[[!comment format=mdwn username="http://joeyh.name/" ip="4.252.11.120" subject="comment 4" date="2012-11-14T17:31:38Z" content=""" The new hash directory tree is generated in a simple to explain way. Take the md5sum of the key and the first 3 characters are the first directory, and the next 3 characters are the second directory. The old hash directory tree is rather harder to explain. It takes the md5sum of the key, but rather than a string, represents it as 4 32bit words. Only the first word is used. It is converted into a string by the same mechanism that would be used to encode a normal md5sum value into a string, but where that would normally encode the bits using the 16 characters 0-9a-f, this instead uses the 32 characters \"0123456789zqjxkmvwgpfZQJXKMVWGPF\". The first 2 letters of the resulting string are the first directory, and the second 2 are the second directory. There's probably a 1:1 mapping between this special md5 encoding an a regular md5 encoding. But it's certainly easier just to use the existing Haskell implementation of the hash.

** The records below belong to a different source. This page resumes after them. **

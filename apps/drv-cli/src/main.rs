//! drv - Discrete random variable dashboard
//!
//! Reads the values and probabilities of X from flags or from prompts,
//! prints summary statistics and p.m.f./c.d.f. charts, and optionally the
//! same for a transformation g(X).

mod render;

use std::error::Error;
use std::io::{self, BufRead, Write};
use std::path::{Path, PathBuf};

use clap::Parser;
use drv_stats::{Dashboard, DrvConfig, Session, TransformReport};
use serde::Serialize;
use tracing_subscriber::EnvFilter;

#[derive(Parser)]
#[command(name = "drv")]
#[command(about = "Summary statistics and plots for a discrete random variable")]
struct Args {
    /// Values of x separated by spaces, e.g. "1 2 3"
    #[arg(short, long, allow_hyphen_values = true)]
    support: Option<String>,

    /// Probabilities as decimals or fractions, e.g. "1/4 0.5 1/4"
    #[arg(short, long)]
    probs: Option<String>,

    /// Transformation g(x), e.g. "2*x + 1"
    #[arg(short, long, allow_hyphen_values = true)]
    transform: Option<String>,

    /// Configuration file (.toml or .json)
    #[arg(short, long)]
    config: Option<PathBuf>,

    /// Print JSON instead of tables
    #[arg(long)]
    json: bool,

    /// Print the effective configuration as TOML and exit
    #[arg(long)]
    print_config: bool,
}

/// Everything printed in JSON mode
#[derive(Serialize)]
struct Output<'a> {
    session: &'a str,
    dashboard: Dashboard,
    #[serde(skip_serializing_if = "Option::is_none")]
    transform: Option<TransformReport>,
}

fn main() -> Result<(), Box<dyn Error>> {
    // Logs go to stderr so JSON output stays clean
    tracing_subscriber::fmt()
        .with_env_filter(EnvFilter::from_default_env())
        .with_writer(io::stderr)
        .init();

    let args = Args::parse();
    let config = load_config(args.config.as_deref())?;
    if args.print_config {
        print!("{}", config.to_toml()?);
        return Ok(());
    }
    let precision = config.display.precision;
    let mut session = Session::with_config(config)?;
    tracing::info!(session = %session.id, "session started");

    let stdin = io::stdin();
    let mut input = stdin.lock();

    match (&args.support, &args.probs) {
        (Some(support), Some(probs)) => {
            session.set_input(support, probs)?;
        }
        _ => prompt_distribution(&mut session, &mut input, &args)?,
    }
    let dashboard = session.dashboard()?;

    let interactive = args.support.is_none() || args.probs.is_none();
    let report = match &args.transform {
        Some(expr) => Some(session.transform(expr)?),
        None if interactive => prompt_transform(&session, &mut input)?,
        None => None,
    };

    if args.json {
        let output = Output {
            session: &session.id,
            dashboard,
            transform: report,
        };
        println!("{}", serde_json::to_string_pretty(&output)?);
    } else {
        println!("{}", render::dashboard(&dashboard, precision));
        if let Some(report) = &report {
            println!("{}", render::transform_report(report, precision));
        }
    }

    Ok(())
}

/// Load configuration from a TOML or JSON file, or use defaults
fn load_config(path: Option<&Path>) -> Result<DrvConfig, Box<dyn Error>> {
    let Some(path) = path else {
        return Ok(DrvConfig::default());
    };

    let text = std::fs::read_to_string(path)?;
    let config = match path.extension().and_then(|ext| ext.to_str()) {
        Some("json") => DrvConfig::from_json(&text)?,
        _ => DrvConfig::from_toml(&text)?,
    };
    tracing::debug!(path = %path.display(), "loaded configuration");
    Ok(config)
}

/// Ask for whichever inputs were not given as flags until they validate
fn prompt_distribution(
    session: &mut Session,
    input: &mut impl BufRead,
    args: &Args,
) -> Result<(), Box<dyn Error>> {
    loop {
        let support = match &args.support {
            Some(support) => support.clone(),
            None => prompt(input, "Values of x (separated by spaces): ")?,
        };
        let probs = match &args.probs {
            Some(probs) => probs.clone(),
            None => prompt(input, "Probabilities P(X = x), decimals or fractions: ")?,
        };

        match session.set_input(&support, &probs) {
            Ok(_) => return Ok(()),
            Err(e) => eprintln!("Error: {}", e),
        }
    }
}

/// Ask for g(x) until it evaluates; a blank line skips the transformation
fn prompt_transform(
    session: &Session,
    input: &mut impl BufRead,
) -> Result<Option<TransformReport>, Box<dyn Error>> {
    loop {
        let expr = prompt(input, "g(x) in terms of x (blank to skip): ")?;
        if expr.is_empty() {
            return Ok(None);
        }
        match session.transform(&expr) {
            Ok(report) => return Ok(Some(report)),
            Err(e) => eprintln!("Error: {}", e),
        }
    }
}

fn prompt(input: &mut impl BufRead, message: &str) -> io::Result<String> {
    eprint!("{}", message);
    io::stderr().flush()?;

    let mut line = String::new();
    if input.read_line(&mut line)? == 0 {
        return Err(io::Error::new(
            io::ErrorKind::UnexpectedEof,
            "input ended before a value was entered",
        ));
    }
    Ok(line.trim().to_string())
}

#[cfg(test)]
mod tests {
    use super::*;
    use std::io::Cursor;

    fn args(support: Option<&str>, probs: Option<&str>) -> Args {
        Args {
            support: support.map(String::from),
            probs: probs.map(String::from),
            transform: None,
            config: None,
            json: false,
            print_config: false,
        }
    }

    #[test]
    fn test_prompt_retries_until_valid() {
        let mut session = Session::new();
        let mut input = Cursor::new("1 2\n0.5 0.4\n1 2\n0.5 0.5\n");
        prompt_distribution(&mut session, &mut input, &args(None, None)).unwrap();
        assert_eq!(session.distribution().unwrap().len(), 2);
    }

    #[test]
    fn test_prompt_only_missing_input() {
        let mut session = Session::new();
        let mut input = Cursor::new("1/4 3/4\n");
        prompt_distribution(&mut session, &mut input, &args(Some("0 1"), None)).unwrap();
        assert_eq!(session.dashboard().unwrap().summary.mean, 0.75);
    }

    #[test]
    fn test_prompt_eof_is_error() {
        let mut session = Session::new();
        let mut input = Cursor::new("");
        assert!(prompt_distribution(&mut session, &mut input, &args(None, None)).is_err());
    }

    #[test]
    fn test_prompt_transform() {
        let mut session = Session::new();
        session.set_input("1 2", "0.5 0.5").unwrap();

        let mut input = Cursor::new("log(x - 1)\n3*x\n");
        let report = prompt_transform(&session, &mut input).unwrap().unwrap();
        assert_eq!(report.summary.mean, 4.5);

        let mut blank = Cursor::new("\n");
        assert!(prompt_transform(&session, &mut blank).unwrap().is_none());
    }

    #[test]
    fn test_args_parse() {
        let args = Args::parse_from(["drv", "-s", "-1 0 1", "-p", "1/3 1/3 1/3", "--json"]);
        assert_eq!(args.support.as_deref(), Some("-1 0 1"));
        assert!(args.json);
        assert!(!args.print_config);
    }

    #[test]
    fn test_load_config_from_file() {
        let dir = std::env::temp_dir().join(format!("drv-cli-{}", std::process::id()));
        std::fs::create_dir_all(&dir).unwrap();

        let toml_path = dir.join("drv.toml");
        std::fs::write(&toml_path, "[display]\nprecision = 2\n").unwrap();
        let config = load_config(Some(toml_path.as_path())).unwrap();
        assert_eq!(config.display.precision, 2);

        let json_path = dir.join("drv.json");
        std::fs::write(&json_path, config.to_json().unwrap()).unwrap();
        assert_eq!(load_config(Some(json_path.as_path())).unwrap(), config);

        // The printed form loads back unchanged
        std::fs::write(&toml_path, config.to_toml().unwrap()).unwrap();
        assert_eq!(load_config(Some(toml_path.as_path())).unwrap(), config);

        std::fs::remove_dir_all(&dir).unwrap();
        assert_eq!(load_config(None).unwrap(), DrvConfig::default());
    }
}
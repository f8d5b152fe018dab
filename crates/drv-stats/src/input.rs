//! Input parsing and validation
//!
//! Turns the raw text a user types into a validated [`Support`] and
//! [`ProbabilityVector`]:
//! - support values are whitespace-separated integers (`1 2 3`)
//! - probabilities are whitespace-separated decimals or fractions
//!   (`0.25 0.5 0.25`, `1/4 1/2 1/4`, or a mix)

use crate::config::InputConfig;
use crate::distribution::Distribution;
use crate::error::{validation, DrvError, DrvResult};
use nom::{
    branch::alt,
    character::complete::{char, i64 as integer, u64 as natural},
    combinator::{all_consuming, map},
    number::complete::double,
    sequence::separated_pair,
    IResult,
};
use serde::Serialize;

/// The possible values of X, in entry order
#[derive(Debug, Clone, PartialEq, Eq, Serialize)]
pub struct Support(Vec<i64>);

impl Support {
    /// Create a support from values (must be non-empty)
    pub fn new(values: Vec<i64>) -> DrvResult<Self> {
        if values.is_empty() {
            return Err(DrvError::parse("", "enter at least one value for x"));
        }
        Ok(Self(values))
    }

    /// The values in entry order
    pub fn values(&self) -> &[i64] {
        &self.0
    }

    /// The values as reals, for arithmetic
    pub fn to_f64(&self) -> Vec<f64> {
        self.0.iter().map(|&x| x as f64).collect()
    }

    /// Number of values
    pub fn len(&self) -> usize {
        self.0.len()
    }

    /// Always false for a constructed support
    pub fn is_empty(&self) -> bool {
        self.0.is_empty()
    }
}

/// P(X = x) for each support value, in the same order
#[derive(Debug, Clone, PartialEq, Serialize)]
pub struct ProbabilityVector(Vec<f64>);

impl ProbabilityVector {
    /// Create a probability vector, checking every value and the total
    pub fn new(values: Vec<f64>, tolerance: f64) -> DrvResult<Self> {
        for &p in &values {
            validation::validate_probability(&p.to_string(), p)?;
        }
        validation::validate_normalization(&values, tolerance)?;
        Ok(Self(values))
    }

    /// The probabilities in support order
    pub fn values(&self) -> &[f64] {
        &self.0
    }

    /// Number of probabilities
    pub fn len(&self) -> usize {
        self.0.len()
    }

    /// Check if there are no probabilities
    pub fn is_empty(&self) -> bool {
        self.0.is_empty()
    }

    /// Sum of all probabilities
    pub fn sum(&self) -> f64 {
        self.0.iter().sum()
    }
}

/// Parse whitespace-separated integer support values
pub fn parse_support(raw: &str) -> DrvResult<Support> {
    let values = raw
        .split_whitespace()
        .map(|token| {
            token
                .parse::<i64>()
                .map_err(|_| DrvError::parse(token, "expected an integer"))
        })
        .collect::<DrvResult<Vec<i64>>>()?;

    Support::new(values)
}

/// Parse `n` probabilities using the default tolerance of 1e-7
pub fn parse_probabilities(raw: &str, n: usize) -> DrvResult<ProbabilityVector> {
    let tolerance = InputConfig::default().normalization_tolerance;
    parse_probabilities_with_tolerance(raw, n, tolerance)
}

/// Parse `n` probabilities, requiring them to sum to 1 within `tolerance`
///
/// Checks run in order: token count, then each token, then the total.
pub fn parse_probabilities_with_tolerance(
    raw: &str,
    n: usize,
    tolerance: f64,
) -> DrvResult<ProbabilityVector> {
    let tokens: Vec<&str> = raw.split_whitespace().collect();
    validation::validate_cardinality(n, tokens.len())?;

    let values = tokens
        .iter()
        .map(|token| parse_probability_token(token))
        .collect::<DrvResult<Vec<f64>>>()?;

    validation::validate_normalization(&values, tolerance)?;
    Ok(ProbabilityVector(values))
}

/// Parse both inputs into a distribution
pub fn parse_distribution(
    support_raw: &str,
    probabilities_raw: &str,
    tolerance: f64,
) -> DrvResult<Distribution> {
    let support = parse_support(support_raw)?;
    let probabilities =
        parse_probabilities_with_tolerance(probabilities_raw, support.len(), tolerance)?;
    Distribution::new(support, probabilities)
}

/// A probability literal as typed
#[derive(Debug, Clone, Copy, PartialEq)]
enum Literal {
    Fraction(i64, u64),
    Decimal(f64),
}

/// Parse `a/b` or a decimal literal
fn probability_literal(input: &str) -> IResult<&str, Literal> {
    alt((
        map(separated_pair(integer, char('/'), natural), |(n, d)| {
            Literal::Fraction(n, d)
        }),
        map(double, Literal::Decimal),
    ))(input)
}

/// Parse one probability token into a value in [0, ∞)
fn parse_probability_token(token: &str) -> DrvResult<f64> {
    let literal = match all_consuming(probability_literal)(token) {
        Ok((_, literal)) => literal,
        Err(_) => {
            return Err(DrvError::parse(
                token,
                "expected a decimal like 0.25 or a fraction like 1/4",
            ))
        }
    };

    let value = match literal {
        Literal::Fraction(_, 0) => return Err(DrvError::parse(token, "denominator is zero")),
        Literal::Fraction(n, d) => n as f64 / d as f64,
        Literal::Decimal(v) => v,
    };

    validation::validate_probability(token, value)?;
    Ok(value)
}

#[cfg(test)]
mod tests {
    use super::*;

    #[test]
    fn test_parse_support() {
        let support = parse_support("1 2 3").unwrap();
        assert_eq!(support.values(), &[1, 2, 3]);
    }

    #[test]
    fn test_parse_support_keeps_entry_order() {
        let support = parse_support("  5 -2\t0 ").unwrap();
        assert_eq!(support.values(), &[5, -2, 0]);
    }

    #[test]
    fn test_parse_support_errors() {
        assert!(matches!(parse_support(""), Err(DrvError::Parse { .. })));
        assert!(matches!(parse_support("   "), Err(DrvError::Parse { .. })));
        assert!(matches!(
            parse_support("1 2.5 3"),
            Err(DrvError::Parse { ref input, .. }) if input == "2.5"
        ));
        assert!(matches!(parse_support("1,2"), Err(DrvError::Parse { .. })));
    }

    #[test]
    fn test_parse_fractions_and_decimals() {
        let probs = parse_probabilities("1/4 0.5 1/4", 3).unwrap();
        assert_eq!(probs.values(), &[0.25, 0.5, 0.25]);

        let probs = parse_probabilities("1", 1).unwrap();
        assert_eq!(probs.values(), &[1.0]);

        let probs = parse_probabilities(".5 5e-1", 2).unwrap();
        assert_eq!(probs.values(), &[0.5, 0.5]);
    }

    #[test]
    fn test_parse_probability_thirds() {
        let probs = parse_probabilities("1/3 1/3 1/3", 3).unwrap();
        assert!((probs.sum() - 1.0).abs() < 1e-12);
    }

    #[test]
    fn test_cardinality_checked_first() {
        assert_eq!(
            parse_probabilities("abc 0.5", 3),
            Err(DrvError::Cardinality {
                expected: 3,
                found: 2
            })
        );
        assert!(matches!(
            parse_probabilities("", 0),
            Err(DrvError::Cardinality { .. })
        ));
    }

    #[test]
    fn test_bad_tokens() {
        for raw in ["abc 0.5", "1/0 1", "-0.5 1.5", "1/-2 1", "0.5/2 0.5", "inf 0", "nan 1"] {
            assert!(
                matches!(parse_probabilities(raw, 2), Err(DrvError::Parse { .. })),
                "'{}' should fail to parse",
                raw
            );
        }
    }

    #[test]
    fn test_normalization_boundary() {
        assert!(matches!(
            parse_probabilities("0.5 0.499999", 2),
            Err(DrvError::Normalization { .. })
        ));
        assert!(parse_probabilities("0.5 0.49999991", 2).is_ok());
    }

    #[test]
    fn test_parse_distribution() {
        let dist = parse_distribution("1 2", "1/2 1/2", 1e-7).unwrap();
        assert_eq!(dist.support().values(), &[1, 2]);
        assert_eq!(dist.probabilities().values(), &[0.5, 0.5]);
    }

    #[test]
    fn test_probability_vector_new() {
        assert!(ProbabilityVector::new(vec![0.2, 0.8], 1e-7).is_ok());
        assert!(ProbabilityVector::new(vec![0.2, 0.7], 1e-7).is_err());
        assert!(ProbabilityVector::new(vec![-0.2, 1.2], 1e-7).is_err());
    }
}
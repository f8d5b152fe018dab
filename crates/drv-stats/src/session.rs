//! Interactive session state
//!
//! A session encapsulates:
//! - The configuration in effect
//! - The current distribution entered by the user
//!
//! Hosts keep one session per user; sessions share nothing.

use crate::chart::{self, Figure};
use crate::config::{ConfigError, DrvConfig};
use crate::distribution::Distribution;
use crate::error::{DrvError, DrvResult};
use crate::input;
use crate::summary::{Skew, SummaryStatistics};
use crate::transform::{self, TransformRow, TransformedDistribution};
use serde::Serialize;

/// Everything shown for the entered distribution
#[derive(Debug, Clone, PartialEq, Serialize)]
pub struct Dashboard {
    /// The validated distribution
    pub distribution: Distribution,
    /// Summary statistics of X
    pub summary: SummaryStatistics,
    /// Direction of skew of X
    pub skew: Skew,
    /// p.m.f. and c.d.f. plots of X
    pub figure: Figure,
}

/// Everything shown for a transformation g(X)
#[derive(Debug, Clone, PartialEq, Serialize)]
pub struct TransformReport {
    /// The expression as entered
    pub expression: String,
    /// The expression in normalized form
    pub normalized: String,
    /// Table of x, g(x), P(X = x)
    pub rows: Vec<TransformRow>,
    /// Summary statistics of g(X)
    pub summary: SummaryStatistics,
    /// Summary statistics of X, for comparison
    pub original: SummaryStatistics,
    /// Direction of skew of g(X)
    pub skew: Skew,
    /// p.m.f. and c.d.f. plots of g(X)
    pub figure: Figure,
}

/// An interactive analysis session
#[derive(Debug, Clone)]
pub struct Session {
    /// Unique session identifier
    pub id: String,
    config: DrvConfig,
    distribution: Option<Distribution>,
}

impl Default for Session {
    fn default() -> Self {
        Self::new()
    }
}

impl Session {
    /// Create a session with the default configuration
    pub fn new() -> Self {
        Self {
            id: uuid::Uuid::new_v4().to_string(),
            config: DrvConfig::default(),
            distribution: None,
        }
    }

    /// Create a session with a validated configuration
    pub fn with_config(config: DrvConfig) -> Result<Self, ConfigError> {
        config.validate()?;
        Ok(Self {
            config,
            ..Self::new()
        })
    }

    /// The configuration in effect
    pub fn config(&self) -> &DrvConfig {
        &self.config
    }

    /// The current distribution, if one has been entered
    pub fn distribution(&self) -> Option<&Distribution> {
        self.distribution.as_ref()
    }

    /// Validate new input and make it the current distribution
    ///
    /// On failure the previous distribution is discarded, so nothing stale
    /// is shown next to the rejected input.
    pub fn set_input(
        &mut self,
        support_raw: &str,
        probabilities_raw: &str,
    ) -> DrvResult<&Distribution> {
        let parsed = input::parse_distribution(
            support_raw,
            probabilities_raw,
            self.config.input.normalization_tolerance,
        );

        match parsed {
            Ok(distribution) => {
                tracing::debug!(session = %self.id, n = distribution.len(), "distribution updated");
                Ok(&*self.distribution.insert(distribution))
            }
            Err(e) => {
                tracing::warn!(session = %self.id, kind = e.kind(), error = %e, "input rejected");
                self.distribution = None;
                Err(e)
            }
        }
    }

    /// Forget the current distribution
    pub fn clear(&mut self) {
        self.distribution = None;
    }

    /// Statistics and plots for the current distribution
    pub fn dashboard(&self) -> DrvResult<Dashboard> {
        let distribution = self.current()?;
        let summary_config = &self.config.summary;

        Ok(Dashboard {
            distribution: distribution.clone(),
            summary: distribution.summary_with(summary_config),
            skew: distribution.skew(summary_config),
            figure: chart::build_figure(
                "X",
                &distribution.values(),
                distribution.probabilities().values(),
            ),
        })
    }

    /// Apply a transformation to the current distribution
    pub fn transform(&self, expr: &str) -> DrvResult<TransformReport> {
        let distribution = self.current()?;
        let g = transform::parse_transform(expr).map_err(|e| {
            tracing::warn!(session = %self.id, error = %e, "expression rejected");
            e
        })?;
        let transformed = distribution.transform(&g)?;
        Ok(self.report(distribution, &transformed))
    }

    fn report(
        &self,
        distribution: &Distribution,
        transformed: &TransformedDistribution,
    ) -> TransformReport {
        let summary_config = &self.config.summary;
        TransformReport {
            expression: transformed.function().source().to_string(),
            normalized: transformed.function().to_string(),
            rows: transformed.rows(),
            summary: transformed.summary_with(summary_config),
            original: distribution.summary_with(summary_config),
            skew: transformed.skew(summary_config),
            figure: transformed.figure(),
        }
    }

    fn current(&self) -> DrvResult<&Distribution> {
        self.distribution.as_ref().ok_or(DrvError::NoDistribution)
    }
}
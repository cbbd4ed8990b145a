//! Model fits on synthetic bead correspondences between two tiles.

use nalgebra::{Matrix3, Rotation3, Translation3, UnitQuaternion};
use viewreg_core::synthetic::{beads, UniformNoise3};
use viewreg_core::{
    affine_from_iso, affine_from_parts, affine_max_abs_diff, Affine3, Iso3, Pt3, RansacOptions,
    Real, Vec3,
};
use viewreg_linear::{ransac_fit, BaseModel, ModelKind, PointMatch};

fn matches(gt: &Affine3, noise: &UniformNoise3) -> Vec<PointMatch> {
    beads(60, Pt3::origin(), Pt3::new(80.0, 80.0, 30.0), 5)
        .iter()
        .enumerate()
        .map(|(i, p)| PointMatch::new(*p, gt.transform_point(p) + noise.sample(0, i)))
        .collect()
}

fn rigid_truth() -> Affine3 {
    affine_from_iso(&Iso3::from_parts(
        Translation3::new(4.0, -3.0, 1.5),
        UnitQuaternion::from_rotation_matrix(&Rotation3::from_euler_angles(0.01, -0.02, 0.04)),
    ))
}

fn rms(model: &Affine3, data: &[PointMatch]) -> Real {
    let sum: Real = data
        .iter()
        .map(|m| (model.transform_point(&m.p) - m.q).norm_squared())
        .sum();
    (sum / data.len() as Real).sqrt()
}

#[test]
fn every_model_recovers_an_exact_rigid_motion() {
    let gt = rigid_truth();
    let data = matches(&gt, &UniformNoise3::default());
    for kind in [ModelKind::Rigid, ModelKind::Affine] {
        let fit = kind.fit(&data).unwrap();
        assert!(affine_max_abs_diff(&fit, &gt) < 1e-8, "{}", kind.name());
    }
    // A translation cannot express the rotation but still beats identity.
    let t = ModelKind::Translation.fit(&data).unwrap();
    assert!(rms(&t, &data) < rms(&Affine3::identity(), &data));
}

#[test]
fn richer_models_never_fit_worse_under_noise() {
    let noise = UniformNoise3 {
        seed: 9,
        max_abs: 0.3,
    };
    let data = matches(&rigid_truth(), &noise);
    let e_rigid = rms(&ModelKind::Rigid.fit(&data).unwrap(), &data);
    let e_affine = rms(&ModelKind::Affine.fit(&data).unwrap(), &data);
    assert!(e_affine <= e_rigid + 1e-12);
    // Per-axis noise is uniform in ±0.3, so the rms stays near 0.3.
    assert!(e_rigid < 0.5);
}

#[test]
fn regularized_affine_stays_between_its_parts() {
    let scale = Matrix3::from_diagonal(&Vec3::new(1.03, 0.98, 1.0));
    let gt = affine_from_parts(&scale, &Vec3::new(2.0, 0.0, -1.0));
    let data = matches(&gt, &UniformNoise3::default());
    let kind = ModelKind::Regularized {
        model: BaseModel::Affine,
        regularizer: BaseModel::Rigid,
        lambda: 0.1,
    };
    let blended = kind.fit(&data).unwrap();
    let affine = ModelKind::Affine.fit(&data).unwrap();
    let rigid = ModelKind::Rigid.fit(&data).unwrap();
    let d_affine = affine_max_abs_diff(&blended, &affine);
    let d_rigid = affine_max_abs_diff(&blended, &rigid);
    assert!(d_affine > 0.0 && d_rigid > 0.0);
    assert!(d_affine < d_rigid, "lambda 0.1 should stay close to the affine fit");
}

#[test]
fn ransac_separates_misassigned_beads() {
    let gt = rigid_truth();
    let mut data = matches(&gt, &UniformNoise3::default());
    // Swap the targets of a few beads, as a wrong nearest-neighbour match would.
    for k in 0..5 {
        let (i, j) = (2 * k, 2 * k + 31);
        let qi = data[i].q;
        data[i].q = data[j].q;
        data[j].q = qi;
    }
    let opts = RansacOptions {
        thresh: 0.5,
        min_inliers: 20,
        ..RansacOptions::default()
    };
    let res = ransac_fit(&ModelKind::Rigid, &data, &opts).unwrap();
    assert!(res.success);
    assert_eq!(res.inliers.len(), 50);
    let swapped = |i: usize| (i < 10 && i % 2 == 0) || ((31..40).contains(&i) && i % 2 == 1);
    assert!(res.inliers.iter().all(|&i| !swapped(i)));
    assert!(affine_max_abs_diff(res.model.as_ref().unwrap(), &gt) < 1e-6);
}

The following program, which needs to be built inside a git-annex source tree, reads keys on stdin, and outputs their old hash directory tree values, and their new values on stdout.
import Locations
import Types.Key
import Utility.Misc

main = interact $ \s -> case file2key $ firstLine s of
        Nothing -> \"bad key\"
        Just k -> hashDirMixed k ++ \" \" ++ hashDirLower k ++ \"\n\"
joey@gnu:~/src/git-annex>ghc --make convert.hs
joey@gnu:~/src/git-annex>echo WORM--foo | ./ convert
jq/8w/ 2b1/ba3/
"""]]